As an Army brat now Marine wife and a card-carrying DoD dependent almost all my life, I believe this study and the way it’s being reported needs some push back.

I mean, should we really believe 10,000 teenagers told the truth on a survey?

The results, nevertheless widely reported last week, inspired headlines such as “Military children could become violent.”

To add some balance, I didn’t have time to do a legitimate study such as the one reported by the AP, but I did ask some Army and Marine wives what they thought.

Not one of them believes the study is an accurate reflection of military kids.

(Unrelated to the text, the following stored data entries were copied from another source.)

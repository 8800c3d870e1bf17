pub mod handlers;
pub mod prompts;
pub mod schema;
pub mod service;
use anyhow::{Context, Result};
use sqlx::postgres::PgPoolOptions;
use sqlx::PgPool;
use tracing::info;

/// Connects to PostgreSQL and brings the schema up to date.
pub async fn create_pool(database_url: &str) -> Result<PgPool> {
    info!("Connecting to PostgreSQL...");

    let pool = PgPoolOptions::new()
        .max_connections(10)
        .connect(database_url)
        .await
        .context("Failed to connect to PostgreSQL")?;

    sqlx::migrate!("./migrations")
        .run(&pool)
        .await
        .context("Failed to run database migrations")?;

    info!("PostgreSQL connection pool established, migrations applied");
    Ok(pool)
}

My friend Kate Reynolds of Acworth is married to Army Col. George Reynolds, who’s been deployed seven times since 2003. Their kids, aged 26, 23, 21, 18 and 16 are successful in life. One is an Army second lieutenant, serving proudly. Another is politically active, attending the University of Alabama. Her 23-year-old is a college grad earning six figures and just purchased a home.

“My children are successful,” Kate says, “because they have a dad in the military who’s taught them goals and excellence and who sets an example. He expects them to do their best.”

She’s not bragging, just telling it how it is, and emphasizes she doesn’t know any military family of any rank whose children don’t strive.

My friend Mary Katherine Davenport is married to Maj. Richard Davenport, who’s been deployed multiple times in this war. She also writes an incredibly beautiful account of her life with five daughters at http://www.fivegirlsthearmyandme.blogspot.com/. Her tagline is, “Discovering grace and joy in the trenches.” I recommend you go there for information on her project --Operation Stalwart Holiday 2011. She and her daughters are sending 1,000 holiday packages to deployed soldiers by November 15th (I guess the girls put their gang activity on hold for the holidays).

Mary Katherine writes that her oldest daughter, at 13, is on level three Rosetta Stone for Chinese language and got a 99% on her IOWA skills test last year. I had asked her to help me show you examples of the Army kids she knows and their achievements.

“I know some amazing kids,” she writes, explaining that hers, at even young ages, understand sacrifice unlike their civilian counterparts. And they don’t grumble and complain, she emphasizes.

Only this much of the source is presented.